Сокращая рассказ, скажу, что князь обещает выкуп в четыреста серебряных тогдашних рублей. Это четыре пуда чистого серебра. Вятчане (история тут справедливо называет их корыстными) соглашаются. Является княжий казначей, привозится серебро, сумма отсчитывается, но «пленники не возвращаются и следуют невольниками на Вятку».

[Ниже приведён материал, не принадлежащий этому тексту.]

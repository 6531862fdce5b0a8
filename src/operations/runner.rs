//! Drives one operation through build, exec and finalize.

use thiserror::Error;

use super::{Operation, OperationError};
use crate::executor::Executor;
use crate::pending::OperationStatus;
use crate::pending::reset::set_operation_status;

/// Failure of [`run_operation`], tagged with the phase that failed.
#[derive(Clone, Debug, Error, Eq, PartialEq)]
pub enum RunError {
    /// Build failed; nothing was changed.
    #[error("failed to build operation: {0}")]
    Build(OperationError),
    /// Remote execution failed and the attempt was rolled back.
    #[error("failed to execute operation: {0}")]
    Exec(OperationError),
    /// Remote work completed but its metadata could not be committed.
    #[error("failed to finalize operation: {0}")]
    Finalize(OperationError),
}

impl RunError {
    /// The underlying operation error.
    #[must_use]
    pub const fn inner(&self) -> &OperationError {
        match self {
            Self::Build(err) | Self::Exec(err) | Self::Finalize(err) => err,
        }
    }
}

/// Runs `op` to completion against `executor`.
///
/// A retryable exec failure is rolled back, rebuilt and retried up to the
/// operation's retry budget; rollback errors on that path are only logged.
/// Any other exec failure is rolled back once. When that rollback fails the
/// ledger entry is marked failed so the cleaner can finish the job.
///
/// # Errors
///
/// Returns [`RunError`] naming the phase that failed.
pub async fn run_operation(op: &mut dyn Operation, executor: &dyn Executor) -> Result<(), RunError> {
    op.build().map_err(RunError::Build)?;
    tracing::debug!(op = op.label(), op_id = %op.id(), "operation built");
    finish_operation(op, executor).await
}

/// Runs the exec and finalize phases of an operation that has already been
/// built, with the same retry and rollback rules as [`run_operation`].
///
/// # Errors
///
/// Returns [`RunError`] naming the phase that failed. A rebuild during a
/// retry can still fail with [`RunError::Build`].
pub async fn finish_operation(op: &mut dyn Operation, executor: &dyn Executor) -> Result<(), RunError> {
    let label = op.label();
    let mut retries = 0_u32;
    loop {
        match op.exec(executor).await {
            Ok(()) => break,
            Err(OperationError::Retryable(inner)) => {
                tracing::warn!(op = label, op_id = %op.id(), attempt = retries, error = %inner, "retryable exec failure");
                let rolled_back = rollback(op, executor).await;
                if retries >= op.max_retries() {
                    if !rolled_back {
                        mark_failed(op);
                    }
                    tracing::error!(op = label, op_id = %op.id(), retries, "operation retries exhausted");
                    return Err(RunError::Exec((*inner).into_inner()));
                }
                retries = retries.saturating_add(1);
                op.build().map_err(RunError::Build)?;
            }
            Err(err) => {
                tracing::error!(op = label, op_id = %op.id(), error = %err, "exec failed");
                if !rollback(op, executor).await {
                    mark_failed(op);
                }
                return Err(RunError::Exec(err));
            }
        }
    }

    op.finalize().map_err(|err| {
        tracing::error!(op = label, op_id = %op.id(), error = %err, "finalize failed");
        RunError::Finalize(err)
    })?;
    tracing::info!(op = label, op_id = %op.id(), "operation complete");
    Ok(())
}

async fn rollback(op: &mut dyn Operation, executor: &dyn Executor) -> bool {
    match op.rollback(executor).await {
        Ok(()) => true,
        Err(err) => {
            tracing::error!(op = op.label(), op_id = %op.id(), error = %err, "rollback failed");
            false
        }
    }
}

fn mark_failed(op: &dyn Operation) {
    match set_operation_status(&op.context().db, op.id(), OperationStatus::Failed) {
        Ok(true) => {
            tracing::warn!(op_id = %op.id(), "pending operation marked failed");
        }
        Ok(false) => {}
        Err(err) => {
            tracing::error!(op_id = %op.id(), error = %err, "unable to mark pending operation failed");
        }
    }
}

Именно эта весть о пленении ярославского князя «стоила очей Василию Косому. Совершилось злодейство, — говорит Карамзин, — о котором не слыхали в России со второго на десять века (то есть с двенадцатого): Василий дал повеление ослепить своего двоюродного брата».

И виной тому — вятчане.

Но не вятичи. И на этом настаиваю.

Но тут же может получиться, что я принижаю способность земляков к сопротивлению и боевитости. Ко мне здесь ходит Коля, сосед. Чтоб не переобуваться, приходит в домашних тапочках, гуляя в них иногда и до магазина. Зима, между тем, уже вступила в свои права, забелила и заштриховала узорами окна. Коля сидит, смотрит телевизор, курит и наконец говорит фразу, ради которой пришел: «На красненькую не сообразим?» Я отказываюсь, ссылаясь на работу, но не могу огорчать Колю и помогаю ему сообразить. Вернувшись из магазина, Коля каждый раз ругает меня, что я никак не могу приехать в Нижнее Ивкино в день его получки или аванса. «Я тебя каждый раз жду. В этот раз ждал даже, когда уже последний автобус пришел, думал, может, на попутной, гляжу, тут уж программа «Время», так ты и не приехал. А раз я ждал, значит, кой-что готовил, так ведь?» Получается, что я материальной помощью Коле благодарю его за ожидания. Все рассказы Коли сводятся к рассказам о драках. «Они нам вломили, и мы им вломили». Про армию рассказ один — как Коля дежурил по кухне и задрался, как его посадили на губу, а там все добавляли, и как Коля уж и не чаял выйти с губы. «Ведут, а ремни оба отобрали, штаны держу. Ну, мне поддадут, опять махаться. Потом меня дополнительно оформляют, зато и они все в ауте».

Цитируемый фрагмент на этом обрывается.